Copy each line of the entries below that contains the string "crate".

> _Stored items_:
┏━━

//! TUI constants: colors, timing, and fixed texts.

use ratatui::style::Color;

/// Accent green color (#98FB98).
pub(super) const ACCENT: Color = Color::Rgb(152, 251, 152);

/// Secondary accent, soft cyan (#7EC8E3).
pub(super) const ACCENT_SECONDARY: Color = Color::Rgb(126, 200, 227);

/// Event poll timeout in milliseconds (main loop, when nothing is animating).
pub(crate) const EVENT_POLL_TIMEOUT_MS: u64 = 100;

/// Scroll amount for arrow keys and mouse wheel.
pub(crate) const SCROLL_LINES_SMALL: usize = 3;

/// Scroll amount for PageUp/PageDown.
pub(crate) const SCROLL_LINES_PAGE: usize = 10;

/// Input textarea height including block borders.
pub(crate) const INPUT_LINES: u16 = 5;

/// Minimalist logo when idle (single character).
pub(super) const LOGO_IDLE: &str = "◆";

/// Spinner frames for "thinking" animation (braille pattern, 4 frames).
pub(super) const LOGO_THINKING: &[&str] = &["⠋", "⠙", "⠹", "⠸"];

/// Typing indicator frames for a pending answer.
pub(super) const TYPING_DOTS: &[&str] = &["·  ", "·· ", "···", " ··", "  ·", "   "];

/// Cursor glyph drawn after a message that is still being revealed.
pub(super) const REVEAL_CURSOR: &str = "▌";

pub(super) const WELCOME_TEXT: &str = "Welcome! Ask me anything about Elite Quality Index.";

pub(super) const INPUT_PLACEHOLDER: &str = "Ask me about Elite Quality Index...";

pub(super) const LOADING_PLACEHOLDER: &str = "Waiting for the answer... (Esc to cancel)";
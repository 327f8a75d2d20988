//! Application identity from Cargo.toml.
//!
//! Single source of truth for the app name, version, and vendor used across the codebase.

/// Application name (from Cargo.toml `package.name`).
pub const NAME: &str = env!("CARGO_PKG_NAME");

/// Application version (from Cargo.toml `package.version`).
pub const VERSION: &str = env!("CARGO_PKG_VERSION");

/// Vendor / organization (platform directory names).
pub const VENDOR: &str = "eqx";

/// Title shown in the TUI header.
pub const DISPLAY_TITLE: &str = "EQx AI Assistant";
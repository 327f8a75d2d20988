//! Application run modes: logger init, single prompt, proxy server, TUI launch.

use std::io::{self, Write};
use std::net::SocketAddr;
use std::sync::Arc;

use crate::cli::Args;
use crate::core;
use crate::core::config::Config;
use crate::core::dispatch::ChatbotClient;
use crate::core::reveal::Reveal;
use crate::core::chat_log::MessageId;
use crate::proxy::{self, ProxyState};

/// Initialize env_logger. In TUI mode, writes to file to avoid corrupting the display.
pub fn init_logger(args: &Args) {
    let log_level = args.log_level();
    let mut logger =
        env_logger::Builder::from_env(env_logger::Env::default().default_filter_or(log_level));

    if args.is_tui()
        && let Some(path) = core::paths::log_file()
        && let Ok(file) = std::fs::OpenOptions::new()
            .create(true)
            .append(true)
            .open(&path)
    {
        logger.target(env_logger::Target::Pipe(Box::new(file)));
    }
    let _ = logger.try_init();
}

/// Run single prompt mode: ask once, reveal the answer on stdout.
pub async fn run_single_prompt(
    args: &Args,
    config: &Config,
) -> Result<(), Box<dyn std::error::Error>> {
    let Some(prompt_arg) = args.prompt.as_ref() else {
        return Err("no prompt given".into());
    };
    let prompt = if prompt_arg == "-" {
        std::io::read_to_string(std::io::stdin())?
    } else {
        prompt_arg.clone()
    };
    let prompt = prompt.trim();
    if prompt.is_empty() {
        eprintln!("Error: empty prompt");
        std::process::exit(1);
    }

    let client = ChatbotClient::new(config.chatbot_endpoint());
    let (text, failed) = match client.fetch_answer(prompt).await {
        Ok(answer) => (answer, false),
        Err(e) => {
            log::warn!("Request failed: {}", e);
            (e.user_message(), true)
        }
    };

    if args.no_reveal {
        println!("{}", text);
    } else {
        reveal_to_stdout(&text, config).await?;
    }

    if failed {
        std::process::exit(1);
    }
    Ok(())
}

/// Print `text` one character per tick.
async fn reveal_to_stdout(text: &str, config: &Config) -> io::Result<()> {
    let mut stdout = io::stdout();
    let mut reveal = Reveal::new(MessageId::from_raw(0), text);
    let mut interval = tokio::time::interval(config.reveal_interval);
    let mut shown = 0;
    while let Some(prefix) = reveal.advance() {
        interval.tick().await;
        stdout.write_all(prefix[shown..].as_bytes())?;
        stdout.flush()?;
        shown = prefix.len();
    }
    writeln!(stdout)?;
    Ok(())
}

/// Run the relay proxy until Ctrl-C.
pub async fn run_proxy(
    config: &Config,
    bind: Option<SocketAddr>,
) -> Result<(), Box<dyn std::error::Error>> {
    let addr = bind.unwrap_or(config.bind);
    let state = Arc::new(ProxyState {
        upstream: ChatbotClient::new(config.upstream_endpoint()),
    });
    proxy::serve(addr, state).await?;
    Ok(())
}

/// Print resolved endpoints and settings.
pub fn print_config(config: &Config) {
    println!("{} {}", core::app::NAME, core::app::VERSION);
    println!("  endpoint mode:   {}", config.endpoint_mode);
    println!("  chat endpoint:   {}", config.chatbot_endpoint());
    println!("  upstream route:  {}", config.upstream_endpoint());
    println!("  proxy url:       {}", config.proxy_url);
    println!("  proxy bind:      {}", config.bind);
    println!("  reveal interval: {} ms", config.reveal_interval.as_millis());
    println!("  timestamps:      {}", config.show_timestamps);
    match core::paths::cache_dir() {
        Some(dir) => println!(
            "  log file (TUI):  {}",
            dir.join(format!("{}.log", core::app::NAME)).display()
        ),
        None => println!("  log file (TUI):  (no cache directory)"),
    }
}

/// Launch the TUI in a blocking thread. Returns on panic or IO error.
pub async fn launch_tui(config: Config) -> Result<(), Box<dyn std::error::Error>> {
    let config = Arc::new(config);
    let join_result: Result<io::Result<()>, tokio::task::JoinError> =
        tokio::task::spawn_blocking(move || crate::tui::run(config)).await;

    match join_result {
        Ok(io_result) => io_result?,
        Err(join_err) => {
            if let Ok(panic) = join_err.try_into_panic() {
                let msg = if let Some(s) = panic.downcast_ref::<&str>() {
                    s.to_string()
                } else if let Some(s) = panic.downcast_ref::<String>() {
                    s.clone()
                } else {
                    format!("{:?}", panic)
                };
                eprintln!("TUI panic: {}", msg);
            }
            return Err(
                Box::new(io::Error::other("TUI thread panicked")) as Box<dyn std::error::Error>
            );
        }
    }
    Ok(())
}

┗━━

> _Result below_:
pub(crate) const EVENT_POLL_TIMEOUT_MS: u64 = 100;
pub(crate) const SCROLL_LINES_SMALL: usize = 3;
pub(crate) const SCROLL_LINES_PAGE: usize = 10;
pub(crate) const INPUT_LINES: u16 = 5;
use crate::cli::Args;
use crate::core;
use crate::core::config::Config;
use crate::core::dispatch::ChatbotClient;
use crate::core::reveal::Reveal;
use crate::core::chat_log::MessageId;
use crate::proxy::{self, ProxyState};
        tokio::task::spawn_blocking(move || crate::tui::run(config)).await;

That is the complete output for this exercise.